The PADD name was chosen so that other material from different platforms can be added in future.

“We believe we will have mobile and tablet established within another 18 months and maybe slightly earlier. It depends on whom we decide to partner with and the data sets we use,” he adds.

The print-digital figures are based on a fusion but because of the relatively small numbers involved in mobile and tablets, a different method may have to be used. There is also the problem that existing data on mobile and tablets tend to reflect machines and IP addresses rather than the actual activities of people.

It amounts to work in progress.

Social media will definitely become part of the programme but will stay firmly in third place after mobile and tablets.

“Who’s to say that Google won’t be a supplier of this data rather than Comscore and Neilsen. Maybe they will be a provider of it and maybe we will have to consider them in future,” muses Ironside.

One thing that is not on his agenda is a merger between NRS and ABC. The issue was looked at in 2008 but rapidly dismissed.

The bodies do such different work, with the ABC responsible for auditing newspaper and magazine circulations, that no real synergies could be found.

“They audit figures given to them by the newspapers and magazines. We go and do research independently and we don’t rely on anyone to give us data. People should see the complementarity of it. There is no sense of rivalry,” emphasises Ironside.

One of the trends though is for NRS to use its data more widely and become an information hub for others.

NRS recently signed a partnership agreement with JICEG, the regional media research organisation. NRS will collect readership data for all of Britain’s regional newspapers. The regional titles will be included in the 36,000 face-to-face interviews.

Next up for Ironside, the plan that before long, print and PADD data will be released on the same day – something he believes would make a lot of sense.
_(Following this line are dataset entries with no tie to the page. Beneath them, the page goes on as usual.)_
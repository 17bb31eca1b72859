//! Catch-up of confirmed operations.
//!
//! Walks from the stored confirmed level to the indexer head, paginating
//! every tracked kind independently and merging the pages so that blocks
//! are emitted exactly once, in ascending level order.

use std::sync::Arc;

use async_trait::async_trait;
use futures_util::future::try_join_all;
use tracing::{debug, info};
use tzmempool_core::{BlockAccumulator, BlockOperations, MergeQueue, OperationKind};

use crate::error::{Result, SyncError};
use crate::indexer::{IndexerApi, LevelRange};

/// Default page size for operation queries.
pub const DEFAULT_PAGE_SIZE: usize = 1000;

/// Receiver of catch-up output.
#[async_trait]
pub trait BlockSink: Send {
    /// Apply the operations of one confirmed block.
    async fn apply_block(&mut self, block: BlockOperations) -> Result<()>;

    /// Everything up to `level` has been applied.
    async fn advance(&mut self, level: u64) -> Result<()>;
}

/// Merges paginated per-kind operation lists into ordered blocks.
pub struct ChainSyncEngine {
    indexer: Arc<dyn IndexerApi>,
    kinds: Vec<OperationKind>,
    page_size: usize,
}

impl ChainSyncEngine {
    /// Create an engine over `kinds`.
    ///
    /// # Errors
    ///
    /// Returns `Config` when `kinds` is empty or `page_size` is zero.
    pub fn new(indexer: Arc<dyn IndexerApi>, kinds: Vec<OperationKind>, page_size: usize) -> Result<Self> {
        if kinds.is_empty() {
            return Err(SyncError::Config("no operation kinds to synchronize".into()));
        }
        if page_size == 0 {
            return Err(SyncError::Config("page size must be positive".into()));
        }
        Ok(Self {
            indexer,
            kinds,
            page_size,
        })
    }

    /// Replay every operation in `range`, block by block.
    ///
    /// Returns the number of blocks emitted.
    pub async fn sync_range(&self, range: LevelRange, sink: &mut dyn BlockSink) -> Result<usize> {
        let mut queue = MergeQueue::new(&self.kinds, self.page_size)?;
        let mut accumulator = BlockAccumulator::new();
        let mut emitted = 0;

        loop {
            let fetches = queue.pending_fetches();
            let pages = try_join_all(fetches.iter().map(|&(kind, cursor)| async move {
                let page = self
                    .indexer
                    .operations(kind, range, cursor, self.page_size)
                    .await?;
                Ok::<_, SyncError>((kind, page))
            }))
            .await?;

            for (kind, page) in pages {
                debug!(
                    "Fetched {} {} operations in ({}, {}]",
                    page.fetched, kind, range.after, range.up_to
                );
                queue.push_page(kind, page);
            }

            while let Some(operation) = queue.pop_lowest() {
                if let Some(block) = accumulator.push(operation) {
                    sink.apply_block(block).await?;
                    emitted += 1;
                }
            }

            if queue.is_drained() {
                break;
            }
        }

        if let Some(block) = accumulator.flush() {
            sink.apply_block(block).await?;
            emitted += 1;
        }
        Ok(emitted)
    }

    /// Catch up from `from` to the indexer head, repeating until the head
    /// stops moving. Returns the level reached.
    ///
    /// On error nothing past the last [`BlockSink::advance`] is assumed
    /// applied; calling again from the stored level is safe.
    pub async fn catch_up(&self, from: u64, sink: &mut dyn BlockSink) -> Result<u64> {
        let mut level = from;
        loop {
            let head = self.indexer.head().await?;
            if head <= level {
                return Ok(level);
            }

            let range = LevelRange {
                after: level,
                up_to: head,
            };
            let blocks = self.sync_range(range, sink).await?;
            sink.advance(head).await?;
            info!("Caught up levels {}..={} ({} blocks with operations)", level + 1, head, blocks);
            level = head;
        }
    }
}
By now, Ironside, who has recently turned 60, could have been on the way out of NRS. The change management has been accomplished and PADD delivered. It would have been a neat time to bow out and do more of the things he likes doing such as travel, spending more time with his family and watching Chelsea.

Instead, he has signed up for another two years.

Will it be time to go after mobile, tablet and social networks?

Maybe, but then again maybe not, because Mike Ironside likes the executive rather than the non-executive life – doing things and making sure they happen and there will be no shortage of things to do.